Бессольцева подходит незаметно. Смотрит задумчиво, будто сама себе говорит:
— Она была такая хорошая.
— Неправда. — слетает с языка быстрее, чем Миронова успевает даже подумать.
— Очень даже правда! Она...
Ленка замолкает, переводя взгляд с каменного лица на живое. В голове у неë что-то щëлкает, глаза округляются:
— Ты же...
— Она самая.
Миронова держит лицо, не готовая второй раз в жизни расплакаться на людях из-за одного и того же человека. Ленка, конечно, видит. Хватает за ледяное запястье и тащит из душного ДК на воздух. Миронова прислоняется к стене, затягивается, и только потом ей удаётся выдавить из себя хриплое:
— Спасибо. И прости. Если можешь, конечно.
Ленка улыбается безмятежно:
— Так ведь простила уже давно.
— Я бы не простила.
— Зря, — хмурится Бессольцева. — Если человек раскаивается — его точно нужно прощать. Дедушка всегда так говорил.

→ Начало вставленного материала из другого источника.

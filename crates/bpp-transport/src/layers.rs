//! # Significance & Layer Models
//!
//! Static lookup tables that turn a picture's position in the layered
//! structure into a wash priority, and the rolling temporal pattern that
//! gives each video unit its frame type and temporal layer.
//!
//! Significance is a drop order: the trimmer washes contents whose
//! significance is *above* the packet threshold, so larger numbers are
//! discarded first. Parameter sets sit at [`NON_VCL_SIGNIFICANCE`].

use crate::wire::MAX_SIGNIFICANCE;

/// Maximum number of quality layers carried in one chunk.
pub const MAX_LAYERS: usize = 5;

/// Significance assigned to every non-VCL content.
pub const NON_VCL_SIGNIFICANCE: u8 = 1;

#[derive(Debug, Clone, Copy, PartialEq, Eq, Hash)]
pub enum Frame {
    I,
    P,
}

#[derive(Debug, Clone, Copy, PartialEq, Eq, PartialOrd, Ord, Hash)]
pub enum Temporal {
    T0,
    T1,
    T2,
    T3,
    T4,
}

impl Temporal {
    const ALL: [Temporal; 5] = [Temporal::T0, Temporal::T1, Temporal::T2, Temporal::T3, Temporal::T4];

    pub fn from_index(idx: usize) -> Option<Self> {
        Self::ALL.get(idx).copied()
    }
}

#[derive(Debug, Clone, Copy, PartialEq, Eq, PartialOrd, Ord, Hash)]
pub enum Layer {
    L0,
    L1,
    L2,
    L3,
    L4,
}

impl Layer {
    const ALL: [Layer; MAX_LAYERS] = [Layer::L0, Layer::L1, Layer::L2, Layer::L3, Layer::L4];

    pub fn from_index(idx: usize) -> Option<Self> {
        Self::ALL.get(idx).copied()
    }
}

// ─── Significance Model ──────────────────────────────────────────────────────

/// `[frame][temporal][layer]`. Higher temporal layers and higher quality
/// layers have fewer dependents, so they wash first.
static SIGNIFICANCE: [[[u8; MAX_LAYERS]; 5]; 2] = [
    // I
    [
        [2, 4, 6, 8, 10],
        [3, 5, 7, 9, 11],
        [4, 6, 8, 10, 12],
        [5, 7, 9, 11, 13],
        [6, 8, 10, 12, 14],
    ],
    // P
    [
        [3, 5, 7, 9, 11],
        [4, 6, 8, 10, 12],
        [5, 7, 9, 11, 13],
        [6, 8, 10, 12, 14],
        [7, 9, 11, 13, 15],
    ],
];

/// Table lookup for one content.
pub fn significance(frame: Frame, temporal: Temporal, layer: Layer) -> u8 {
    SIGNIFICANCE[frame as usize][temporal as usize][layer as usize]
}

// ─── Temporal Layer Model ────────────────────────────────────────────────────

/// Where one video unit sits in the coding pattern.
#[derive(Debug, Clone, Copy, PartialEq, Eq)]
pub struct TemporalPosition {
    pub frame: Frame,
    pub temporal: Temporal,
    /// Significance bias: pictures in the back half of an intra period have
    /// fewer frames depending on them before the next refresh.
    pub adjustment: u8,
}

impl TemporalPosition {
    /// Table significance plus this position's adjustment, clamped to 4 bits.
    pub fn significance(&self, layer: Layer) -> u8 {
        significance(self.frame, self.temporal, layer)
            .saturating_add(self.adjustment)
            .min(MAX_SIGNIFICANCE)
    }
}

/// Rolling low-delay hierarchical-P pattern: an I picture every
/// `intra_period` units, dyadic temporal layering inside groups of
/// `2^(temporal_levels-1)` pictures.
#[derive(Debug, Clone, Copy, PartialEq, Eq)]
pub struct TemporalLayerModel {
    temporal_levels: u8,
    intra_period: u32,
}

impl TemporalLayerModel {
    /// `temporal_levels` is clamped to `1..=5`, `intra_period` to at least 1.
    pub fn new(temporal_levels: u8, intra_period: u32) -> Self {
        TemporalLayerModel {
            temporal_levels: temporal_levels.clamp(1, 5),
            intra_period: intra_period.max(1),
        }
    }

    pub fn temporal_levels(&self) -> u8 {
        self.temporal_levels
    }

    pub fn intra_period(&self) -> u32 {
        self.intra_period
    }

    /// Pattern entry for a 1-based video unit index.
    pub fn position(&self, index: u32) -> TemporalPosition {
        let in_period = index.saturating_sub(1) % self.intra_period;
        let adjustment = u8::from(in_period * 2 >= self.intra_period && in_period != 0);

        if in_period == 0 {
            return TemporalPosition {
                frame: Frame::I,
                temporal: Temporal::T0,
                adjustment,
            };
        }

        let gop = 1u32 << (self.temporal_levels - 1);
        let pos = in_period % gop;
        let level = if pos == 0 {
            0
        } else {
            (self.temporal_levels as u32 - 1).saturating_sub(pos.trailing_zeros())
        };

        TemporalPosition {
            frame: Frame::P,
            temporal: Temporal::from_index(level as usize).unwrap_or(Temporal::T4),
            adjustment,
        }
    }
}

impl Default for TemporalLayerModel {
    fn default() -> Self {
        TemporalLayerModel::new(3, 16)
    }
}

Миронова мрачнеет. Заплаточник умер два года назад. Ленка тогда на похороны приезжала. А Миронова забилась в самый дальний угол квартиры и сидела там несколько дней, улицы не видя. Чтоб уж точно не пересечься. От самой себя не ждала такого малодушия. Принесла потом, конечно, букет на могилу — а толку-то.
Ленка разбивает мëрзлую тишину:
— А кому цветы?
— Будто сама не знаешь. — смеётся Миронова. — Конфеты тоже тебе. И... Это.
Протягивает альбом. Ленка переворачивает листы, гладит страницы, шевелит губами. Растворяется в графите, сушëных цветах и заумных строчках зарубежной поэзии.
— А что значит... «Et je t’attends, je te contemple, et je t’admire»?
Миронова не краснеет — не умеет попросту, но глаза отводит.
— Это значит, что мы с тобой сейчас пойдём есть мороженое. Если ты, конечно, не возражаешь.
Ленка улыбается до ушей. Похоже, не возражает.